Climbing Stairs
Question 1 (LC.70)
There are n stairs. Each time you can either take 1 step or 2 steps. How many distinct ways you can climb to the top?
Example
n = 1 => 1
n = 2 => 2
n = 3 => 3
n = 7 => 21

Follow Up #1
Can you do this in O(1) space?
Analysis
Notice the recurrence only uses memo[i-1]
, memo[i-2]
. We can just use 2 constants to hold them. And update both during the tabulation.
Question 2 (LC.272)
There are n stairs. Each time you can either take 1 step or 2 steps or 3 steps. How many distinct ways you can climb to the top?
Example
I: n=0
O: 1
I: n=1
O: 1
I: n=2
O: 2
O: n=3
O: f(0) + f(1) + f(2) = 1 + 1 + 2 = 4
Analysis
We can solve this recursively by prefix f(n) = f(n-3) + f(n-2) + f(n-1). But we spot overlapping subproblems. And we can frame this problem as an optimization problem so we also have optimal substructure. Yay! DP let's go. DP in 5 Easy Steps: 1. define subproblems - optimal substructures - prefix/suffix/substring/backpack/etc 2. recursive dp using the subproblems 3. topological order 4. initialize base cases 5. answer to the original problem
Approach
Step 1 Define optimal subproblem
climb(n) = maximum number of ways to climb to nth stair
Step 2 Solve by prefix
climb(i) = climb(i-3) + climb(i-2) + climb(i-1)
Step 3 Base case
climb(0) = 1
climb(1) = 1
climb(2) = 2
Step 4 Topo sort
for i from 3 to n
Step 5 Final answer
return climb(n)
Code
public int climbStairs2(int n) {
// sanity check
if (n < 0) return -1;
if (n < 2) return 1;
// init memo
int[] climb = new int[n + 1];
// base case
climb[0] = 1;
climb[1] = 1;
climb[2] = 2;
// topo order
for (int i = 3; i <= n; i++) {
climb[i] = climb[i-3] + climb[i-2] + climb[i-1];
}
// final answer
return climb[n];
}
Time & Space Complexity
Time - O(n) cause one for loop from i = 3 to n Space - O(n) we have n subproblems and therefore need to store n partial answers
Compress Cache
There are only 3 layers of dependency. We don't have to store the entire cache.
int[] climb = new int[3];
...
climb[i % 3] = climb[(i-3) % 3] + climb[(i-2) % 3] + climb[(i-1) % 3];
...
return climb[n % 3];
The space complexity is only O(1).
Question 3
There are n stairs. Each time you can either take 1, 2, 3, ..., or k steps. How many distinct ways you can climb to the top?
Analysis
k = 1, climb(n) = climb(n-1)
k = 2, climb(n) = climb(n-1) + climb(n-2)

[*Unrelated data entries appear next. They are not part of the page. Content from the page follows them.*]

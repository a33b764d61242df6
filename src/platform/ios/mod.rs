//! iOS implementation using UIKit/Foundation via objc2.
//!
//! - `ffi`: objc2 aliases and small runtime helpers
//! - `host`: [`HostUi`](crate::host::HostUi) over UIKit windows and views
//! - `gestures`, `menu`: recognizer target and alert-based menus
//! - `scheduler`: run-loop timers for attachment retries
//! - `cookies`: NSHTTPCookieStorage and NSUserDefaults stores
//! - `observers`: window/scene notifications
//! - `bootstrap`: the owning root and the C entry points

pub mod bootstrap;
pub mod cookies;
pub mod ffi;
pub mod gestures;
pub mod host;
pub mod menu;
pub mod observers;
pub mod probe;
pub mod scheduler;

pub use bootstrap::{initCookieManager, initCookieManagerSilent};
pub use ffi::bridge;
pub use host::UiKitHost;
pub use scheduler::RunLoopScheduler;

k = 3, climb(n) = climb(n-1) + climb(n-2) + climb(n-3)
k = 4, climb(n) = climb(n-1) + climb(n-2) + climb(n-3) + climb(n-4)

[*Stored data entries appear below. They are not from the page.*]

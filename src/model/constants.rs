//! Configuration constants and default values.
//!
//! This module contains the retry defaults, overlay geometry defaults,
//! environment variable names, and validation limits.

// === Retry Defaults ===

/// Default number of window searches before giving up.
pub const DEFAULT_MAX_ATTEMPTS: u32 = 10;

/// Default delay before the first retry, in milliseconds.
pub const DEFAULT_RETRY_DELAY_MS: u64 = 500;

/// Default multiplier applied to the delay after each failed attempt.
pub const DEFAULT_BACKOFF_FACTOR: f64 = 1.5;

/// Default upper bound for the retry delay, in milliseconds.
pub const DEFAULT_MAX_RETRY_DELAY_MS: u64 = 3_000;

// === Overlay Defaults ===

/// Default floating button diameter in points.
pub const DEFAULT_BUTTON_SIZE: f64 = 56.0;

/// Default distance kept between the button and the window edges.
pub const DEFAULT_EDGE_MARGIN: f64 = 8.0;

/// Default button tint (R, G, B, A) - dark translucent.
pub const DEFAULT_TINT: (f64, f64, f64, f64) = (0.12, 0.12, 0.14, 0.85);

/// Vertical position of a freshly attached button, as a fraction of the
/// window height.
pub const INITIAL_VERTICAL_FRACTION: f64 = 0.33;

// === Environment Keys ===

/// Tracing filter directive (e.g. `debug`, `cookie_manager=trace`).
pub const ENV_LOG: &str = "COOKIE_MANAGER_LOG";

/// Forces the `debug` filter when set to a truthy value.
pub const ENV_DEBUG: &str = "COOKIE_MANAGER_DEBUG";

/// Key for the maximum number of attachment attempts.
pub const ENV_MAX_ATTEMPTS: &str = "COOKIE_MANAGER_MAX_ATTEMPTS";

/// Key for the initial retry delay in milliseconds.
pub const ENV_RETRY_DELAY_MS: &str = "COOKIE_MANAGER_RETRY_DELAY_MS";

/// Key for the retry backoff factor.
pub const ENV_RETRY_BACKOFF: &str = "COOKIE_MANAGER_RETRY_BACKOFF";

/// Key for the maximum retry delay in milliseconds.
pub const ENV_RETRY_MAX_DELAY_MS: &str = "COOKIE_MANAGER_RETRY_MAX_DELAY_MS";

/// Key for the button diameter.
pub const ENV_BUTTON_SIZE: &str = "COOKIE_MANAGER_BUTTON_SIZE";

/// Key for the edge margin.
pub const ENV_EDGE_MARGIN: &str = "COOKIE_MANAGER_EDGE_MARGIN";

/// Key for the snap-to-edge flag.
pub const ENV_SNAP_TO_EDGE: &str = "COOKIE_MANAGER_SNAP_TO_EDGE";

/// Key for the button tint (`#RRGGBB` or `#RRGGBBAA`).
pub const ENV_TINT: &str = "COOKIE_MANAGER_TINT";

// === Validation Limits ===

/// Minimum number of attachment attempts.
pub const MIN_ATTEMPTS: u32 = 1;

/// Maximum number of attachment attempts.
pub const MAX_ATTEMPTS: u32 = 50;

/// Minimum retry delay in milliseconds.
pub const MIN_RETRY_DELAY_MS: u64 = 16;

/// Maximum retry delay in milliseconds.
pub const MAX_RETRY_DELAY_MS: u64 = 30_000;

/// Minimum backoff factor (1.0 = fixed delay).
pub const MIN_BACKOFF_FACTOR: f64 = 1.0;

/// Maximum backoff factor.
pub const MAX_BACKOFF_FACTOR: f64 = 4.0;

/// Minimum button diameter in points.
pub const MIN_BUTTON_SIZE: f64 = 32.0;

/// Maximum button diameter in points.
pub const MAX_BUTTON_SIZE: f64 = 120.0;

/// Maximum edge margin in points.
pub const MAX_EDGE_MARGIN: f64 = 48.0;

// === Menu ===

/// Cookies listed in the "Show Cookies" message before truncating.
pub const MAX_LISTED_COOKIES: usize = 25;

k = k, climb(n) = climb(n-1) + climb(n-2) + climb(n-3) + climb(n-4) + ... + climb(n-k)
Code
public int climbStairsK(int n, int k) {
// create memo table
int memo = new int[n + 1];
// init base case
memo[0] = 1;
// topo order
for (int i = 1; i < n + 1; i++) {
// calling all subproblems
for (int j = k; j > 0; j--) {
if (i >= j) {
memo[i] += memo[i-j];
}
}
}
// answer
return memo[n];
}
Time Complexity
The space is still O(n). What about time? O(n*k).